(Assignment)
Could you copy every record exactly as it appears?

#### Listed records ####

//! API server lifecycle.
//!
//! Two entry points share the same router:
//! - `serve` runs in the foreground until Ctrl-C (the binary)
//! - `start_api_server_on` spawns a background task and returns a handle
//!   with a shutdown channel: bind → spawn → return handle.

use std::net::SocketAddr;
use std::sync::Arc;

use tokio::net::TcpListener;
use tokio::sync::oneshot;

use crate::api::router::api_router;
use crate::db::BookingStore;

/// Handle to a server running in a background task.
pub struct ApiServer {
    pub addr: SocketAddr,
    shutdown_tx: Option<oneshot::Sender<()>>,
}

impl ApiServer {
    /// Shut down the server gracefully. Later calls do nothing.
    pub fn shutdown(&mut self) {
        if let Some(tx) = self.shutdown_tx.take() {
            let _ = tx.send(());
            tracing::info!("API server shutdown signal sent");
        }
    }
}

/// Bind `addr` (port 0 picks an ephemeral port) and serve the API from a
/// background task.
pub async fn start_api_server_on(
    store: Arc<dyn BookingStore>,
    addr: SocketAddr,
) -> std::io::Result<ApiServer> {
    let listener = TcpListener::bind(addr).await?;
    let addr = listener.local_addr()?;
    let app = api_router(store);

    let (shutdown_tx, shutdown_rx) = oneshot::channel::<()>();

    tokio::spawn(async move {
        let shutdown_signal = async move {
            let _ = shutdown_rx.await;
            tracing::info!("API server received shutdown signal");
        };

        tracing::info!(%addr, "API server started");

        if let Err(e) = axum::serve(listener, app)
            .with_graceful_shutdown(shutdown_signal)
            .await
        {
            tracing::error!("API server error: {e}");
        }

        tracing::info!("API server stopped");
    });

    Ok(ApiServer {
        addr,
        shutdown_tx: Some(shutdown_tx),
    })
}

/// Bind `addr` and serve until Ctrl-C, then drain in-flight requests.
pub async fn serve(store: Arc<dyn BookingStore>, addr: SocketAddr) -> std::io::Result<()> {
    let listener = TcpListener::bind(addr).await?;
    tracing::info!(addr = %listener.local_addr()?, "Server starting");

    axum::serve(listener, api_router(store))
        .with_graceful_shutdown(ctrl_c())
        .await?;

    tracing::info!("Server stopped");
    Ok(())
}

async fn ctrl_c() {
    match tokio::signal::ctrl_c().await {
        Ok(()) => tracing::info!("Shutdown requested"),
        Err(e) => {
            // Without a signal handler the server runs until killed
            tracing::error!("Cannot listen for Ctrl-C: {e}");
            std::future::pending::<()>().await;
        }
    }
}

#[cfg(test)]
mod tests {
    use super::*;
    use std::net::{IpAddr, Ipv4Addr};

    use crate::db::SqliteStore;

    async fn start() -> ApiServer {
        let store = Arc::new(SqliteStore::open_in_memory().unwrap());
        start_api_server_on(store, SocketAddr::new(IpAddr::V4(Ipv4Addr::LOCALHOST), 0))
            .await
            .expect("server should start")
    }

    #[tokio::test]
    async fn start_and_stop_server() {
        let mut server = start().await;
        assert!(server.addr.port() > 0);

        let url = format!("http://{}/api/v1/health", server.addr);
        let resp = reqwest::get(&url).await.unwrap();
        assert_eq!(resp.status(), reqwest::StatusCode::OK);
        let body: serde_json::Value = resp.json().await.unwrap();
        assert_eq!(body["status"], "healthy");

        server.shutdown();
        // Give server time to stop
        tokio::time::sleep(std::time::Duration::from_millis(50)).await;
    }

    #[tokio::test]
    async fn server_serves_api_routes() {
        let mut server = start().await;
        let base = format!("http://{}", server.addr);

        // Unknown route returns 404
        let resp = reqwest::get(format!("{base}/nonexistent")).await.unwrap();
        assert_eq!(resp.status(), reqwest::StatusCode::NOT_FOUND);

        let client = reqwest::Client::new();
        let resp = client
            .post(format!("{base}/api/v1/appointments"))
            .json(&serde_json::json!({
                "doctor_id": "doc-1",
                "patient_name": "Jeanne Moreau",
                "patient_email": "jeanne@example.com",
                "date_time": "2099-06-01T10:30:00Z",
                "duration_minutes": 45
            }))
            .send()
            .await
            .unwrap();
        assert_eq!(resp.status(), reqwest::StatusCode::CREATED);

        let listed: serde_json::Value = reqwest::get(format!("{base}/api/v1/appointments"))
            .await
            .unwrap()
            .json()
            .await
            .unwrap();
        assert_eq!(listed.as_array().unwrap().len(), 1);
        assert_eq!(listed[0]["duration_minutes"], 45);

        server.shutdown();
    }

    #[tokio::test]
    async fn shutdown_is_idempotent() {
        let mut server = start().await;
        let addr = server.addr;
        server.shutdown();
        server.shutdown(); // Second call should be safe

        // The listener closes once the serve task returns.
        for _ in 0..40 {
            if tokio::net::TcpStream::connect(addr).await.is_err() {
                return;
            }
            tokio::time::sleep(std::time::Duration::from_millis(50)).await;
        }
        panic!("server still accepting connections after shutdown");
    }
}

####

(Answer to this task)
//! API server lifecycle.
//!
//! Two entry points share the same router:
//! - `serve` runs in the foreground until Ctrl-C (the binary)
//! - `start_api_server_on` spawns a background task and returns a handle
//!   with a shutdown channel: bind → spawn → return handle.

use std::net::SocketAddr;
use std::sync::Arc;

use tokio::net::TcpListener;
use tokio::sync::oneshot;

use crate::api::router::api_router;
use crate::db::BookingStore;

/// Handle to a server running in a background task.
pub struct ApiServer {
    pub addr: SocketAddr,
    shutdown_tx: Option<oneshot::Sender<()>>,
}

impl ApiServer {
    /// Shut down the server gracefully. Later calls do nothing.
    pub fn shutdown(&mut self) {
        if let Some(tx) = self.shutdown_tx.take() {
            let _ = tx.send(());
            tracing::info!("API server shutdown signal sent");
        }
    }
}

/// Bind `addr` (port 0 picks an ephemeral port) and serve the API from a
/// background task.
pub async fn start_api_server_on(
    store: Arc<dyn BookingStore>,
    addr: SocketAddr,
) -> std::io::Result<ApiServer> {
    let listener = TcpListener::bind(addr).await?;
    let addr = listener.local_addr()?;
    let app = api_router(store);

    let (shutdown_tx, shutdown_rx) = oneshot::channel::<()>();

    tokio::spawn(async move {
        let shutdown_signal = async move {
            let _ = shutdown_rx.await;
            tracing::info!("API server received shutdown signal");
        };

        tracing::info!(%addr, "API server started");

        if let Err(e) = axum::serve(listener, app)
            .with_graceful_shutdown(shutdown_signal)
            .await
        {
            tracing::error!("API server error: {e}");
        }

        tracing::info!("API server stopped");
    });

    Ok(ApiServer {
        addr,
        shutdown_tx: Some(shutdown_tx),
    })
}

/// Bind `addr` and serve until Ctrl-C, then drain in-flight requests.
pub async fn serve(store: Arc<dyn BookingStore>, addr: SocketAddr) -> std::io::Result<()> {
    let listener = TcpListener::bind(addr).await?;
    tracing::info!(addr = %listener.local_addr()?, "Server starting");

    axum::serve(listener, api_router(store))
        .with_graceful_shutdown(ctrl_c())
        .await?;

    tracing::info!("Server stopped");
    Ok(())
}

async fn ctrl_c() {
    match tokio::signal::ctrl_c().await {
        Ok(()) => tracing::info!("Shutdown requested"),
        Err(e) => {
            // Without a signal handler the server runs until killed
            tracing::error!("Cannot listen for Ctrl-C: {e}");
            std::future::pending::<()>().await;
        }
    }
}

#[cfg(test)]
mod tests {
    use super::*;
    use std::net::{IpAddr, Ipv4Addr};

    use crate::db::SqliteStore;

    async fn start() -> ApiServer {
        let store = Arc::new(SqliteStore::open_in_memory().unwrap());
        start_api_server_on(store, SocketAddr::new(IpAddr::V4(Ipv4Addr::LOCALHOST), 0))
            .await
            .expect("server should start")
    }

    #[tokio::test]
    async fn start_and_stop_server() {
        let mut server = start().await;
        assert!(server.addr.port() > 0);

        let url = format!("http://{}/api/v1/health", server.addr);
        let resp = reqwest::get(&url).await.unwrap();
        assert_eq!(resp.status(), reqwest::StatusCode::OK);
        let body: serde_json::Value = resp.json().await.unwrap();
        assert_eq!(body["status"], "healthy");

        server.shutdown();
        // Give server time to stop
        tokio::time::sleep(std::time::Duration::from_millis(50)).await;
    }

    #[tokio::test]
    async fn server_serves_api_routes() {
        let mut server = start().await;
        let base = format!("http://{}", server.addr);

        // Unknown route returns 404
        let resp = reqwest::get(format!("{base}/nonexistent")).await.unwrap();
        assert_eq!(resp.status(), reqwest::StatusCode::NOT_FOUND);

        let client = reqwest::Client::new();
        let resp = client
            .post(format!("{base}/api/v1/appointments"))
            .json(&serde_json::json!({
                "doctor_id": "doc-1",
                "patient_name": "Jeanne Moreau",
                "patient_email": "jeanne@example.com",
                "date_time": "2099-06-01T10:30:00Z",
                "duration_minutes": 45
            }))
            .send()
            .await
            .unwrap();
        assert_eq!(resp.status(), reqwest::StatusCode::CREATED);

        let listed: serde_json::Value = reqwest::get(format!("{base}/api/v1/appointments"))
            .await
            .unwrap()
            .json()
            .await
            .unwrap();
        assert_eq!(listed.as_array().unwrap().len(), 1);
        assert_eq!(listed[0]["duration_minutes"], 45);

        server.shutdown();
    }

    #[tokio::test]
    async fn shutdown_is_idempotent() {
        let mut server = start().await;
        let addr = server.addr;
        server.shutdown();
        server.shutdown(); // Second call should be safe

        // The listener closes once the serve task returns.
        for _ in 0..40 {
            if tokio::net::TcpStream::connect(addr).await.is_err() {
                return;
            }
            tokio::time::sleep(std::time::Duration::from_millis(50)).await;
        }
        panic!("server still accepting connections after shutdown");
    }
}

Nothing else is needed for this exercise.